The article is in response some posts from John Hughes and Mike Treder.
John Hughes
The IEET is pro-human enhancement and “technoprogressive”
Mike Treder’s article was a reaction to this piece by Peter Thiel
In our time, the great task for libertarians is to find an escape from politics in all its forms — from the totalitarian and fundamentalist catastrophes to the unthinking demos that guides so-called “social democracy.”
Peter Thiel describes using cyberspace, seasteading and outer space as technological means to achieve escape (or perhaps a means to get to small groups that unanimously choose to have a particular system) from politics.

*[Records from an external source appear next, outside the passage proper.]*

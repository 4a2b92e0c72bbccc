//! Error types for NATS access operations.
//!
//! Native statuses are translated into a small taxonomy keyed by the kind of
//! operation that failed. The message carries the rendered status text so
//! callers never need to know the engine's numeric codes.

use thiserror::Error;

use crate::status::Status;

/// Top-level error type for the NATS access layer.
///
/// Errors are `Clone` because a failed client keeps its cause and hands it
/// back to every later caller.
#[derive(Debug, Clone, PartialEq, Eq, Error)]
pub enum NatsError {
    /// Connect-time failure, or an operation attempted while not connected.
    #[error("connection failed: {0}")]
    ConnectionFailed(String),

    /// The engine rejected a publish or request.
    #[error("publish failed: {0}")]
    PublishFailed(String),

    /// The engine rejected a subscribe, unsubscribe or drain.
    #[error("subscribe failed: {0}")]
    SubscribeFailed(String),

    /// Native status without a mapping.
    #[error("unknown native status: {0}")]
    Unknown(i32),

    /// Configuration rejected before reaching the engine.
    #[error("configuration error: {0}")]
    Config(String),
}

impl NatsError {
    /// Translate a connect-time status.
    pub fn connection(status: Status) -> Self {
        Self::from_status(status, NatsError::ConnectionFailed, "")
    }

    /// Translate a publish status.
    pub fn publish(status: Status) -> Self {
        Self::from_status(status, NatsError::PublishFailed, "")
    }

    /// Translate a subscribe status.
    pub fn subscribe(status: Status) -> Self {
        Self::from_status(status, NatsError::SubscribeFailed, "")
    }

    /// Render `status` into the variant built by `kind`, prefixing the text
    /// with `context`. Unknown codes always become [`NatsError::Unknown`].
    pub fn from_status(status: Status, kind: fn(String) -> NatsError, context: &str) -> Self {
        match status {
            Status::Unknown(code) => NatsError::Unknown(code),
            known => kind(format!("{context}{}", known.text())),
        }
    }

    /// Returns true if this error reports a not-connected precondition or a
    /// connection-level failure.
    pub fn is_connection(&self) -> bool {
        matches!(self, NatsError::ConnectionFailed(_))
    }

    /// Returns true if the rendered status is a timeout.
    pub fn is_timeout(&self) -> bool {
        match self {
            NatsError::ConnectionFailed(msg)
            | NatsError::PublishFailed(msg)
            | NatsError::SubscribeFailed(msg) => msg.ends_with(Status::Timeout.text()),
            _ => false,
        }
    }
}

/// Shorthand result alias for NATS access operations.
pub type NatsResult<T> = Result<T, NatsError>;

#[cfg(test)]
mod tests {
    use super::*;

    #[test]
    fn test_status_translation() {
        assert_eq!(
            NatsError::connection(Status::NoServer),
            NatsError::ConnectionFailed("No server available for connection".into())
        );
        assert_eq!(
            NatsError::publish(Status::ConnectionClosed),
            NatsError::PublishFailed("Connection Closed".into())
        );
        assert_eq!(
            NatsError::subscribe(Status::InvalidSubscription),
            NatsError::SubscribeFailed("Invalid Subscription".into())
        );
        assert_eq!(NatsError::publish(Status::Unknown(77)), NatsError::Unknown(77));
    }

    #[test]
    fn test_context_prefix() {
        let err = NatsError::from_status(Status::Timeout, NatsError::PublishFailed, "Request failed: ");
        assert_eq!(err, NatsError::PublishFailed("Request failed: Timeout".into()));
        assert!(err.is_timeout());
        assert!(!err.is_connection());
    }

    #[test]
    fn test_error_display() {
        let err = NatsError::ConnectionFailed("Not connected".into());
        assert_eq!(format!("{err}"), "connection failed: Not connected");
        assert!(err.is_connection());
        assert!(!NatsError::Config("bad url".into()).is_timeout());
    }
}
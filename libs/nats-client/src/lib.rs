//! # nats-client
//!
//! Async NATS client built on top of a [`nats_core::Engine`].
//!
//! This library provides:
//! - **[`NatsClient`]** with a connection state machine
//!   (`idle → connecting → connected → closing → closed`, or `failed`),
//!   idempotent graceful shutdown and observable transitions.
//! - **[`Subscription`]** streams that turn native callback delivery into a
//!   `futures::Stream` of [`NatsMessage`] values, releasing every native
//!   resource exactly once however the stream ends.
//! - **Request/reply** on the blocking pool with an outer timeout guard.
//! - **[`Service`] / [`ServiceGroup`]** to run the client next to other
//!   services under one graceful-shutdown token.
//!
//! ## Threading
//!
//! Engines deliver messages on threads they own and their primitives may
//! block. The client never calls a blocking primitive on an async worker;
//! those go through `spawn_blocking`.
#![warn(
    missing_debug_implementations,
    missing_docs,
    rust_2018_idioms,
    unreachable_pub,
    non_snake_case,
    non_upper_case_globals
)]
#![allow(clippy::cognitive_complexity)]
#![deny(rustdoc::broken_intra_doc_links)]

pub mod client;
pub mod config;
pub mod context;
pub mod message;
pub mod metrics;
pub mod service;
pub mod state;
pub mod subscription;

pub use client::NatsClient;
pub use config::{AuthMode, ClientConfig};
pub use context::{ContextKey, ContextRegistry, ContextStats};
pub use message::NatsMessage;
pub use service::{Service, ServiceGroup};
pub use state::{ClientState, ConnectionState};
pub use subscription::Subscription;

pub use nats_core::{NatsError, NatsResult};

Mike Treder seems to have a beef with propertarian libertarianism.
From Phil Bowermaster:
The rise of the blogosphere and sites like Daily Kos and Free Republic have established a new “accelerated” rhetorical framework for politics which now seems to be more or less universally applied. The basic assumption behind the framework is that there is Our Group and then there is the Other. Any ideas from the Other are subjected to a three-step analysis and response:
1. Hysteria / overreaction
2. Vilification
3. Condemnation
Personally, I’d like to see a group such as IEET take a different approach. Maybe they could look for some kind of, oh I don’t know, Middle Way that transcends opposites?
Forgive my reductionism, but there will always be tension between those who believe that the good of the individual is primary and that the good of the group must be subordinated to it, and those who believe that the good of the group is primary and that the good of the individual must be subordinated to it. A working system (as opposed to a lofty set of ideological propositions) will inevitably consist of a series of trade-offs between those two. Technology has the potential to ease the impact of some of these trade-offs, and even replace them with new trade-offs, but the tension will never completely go away.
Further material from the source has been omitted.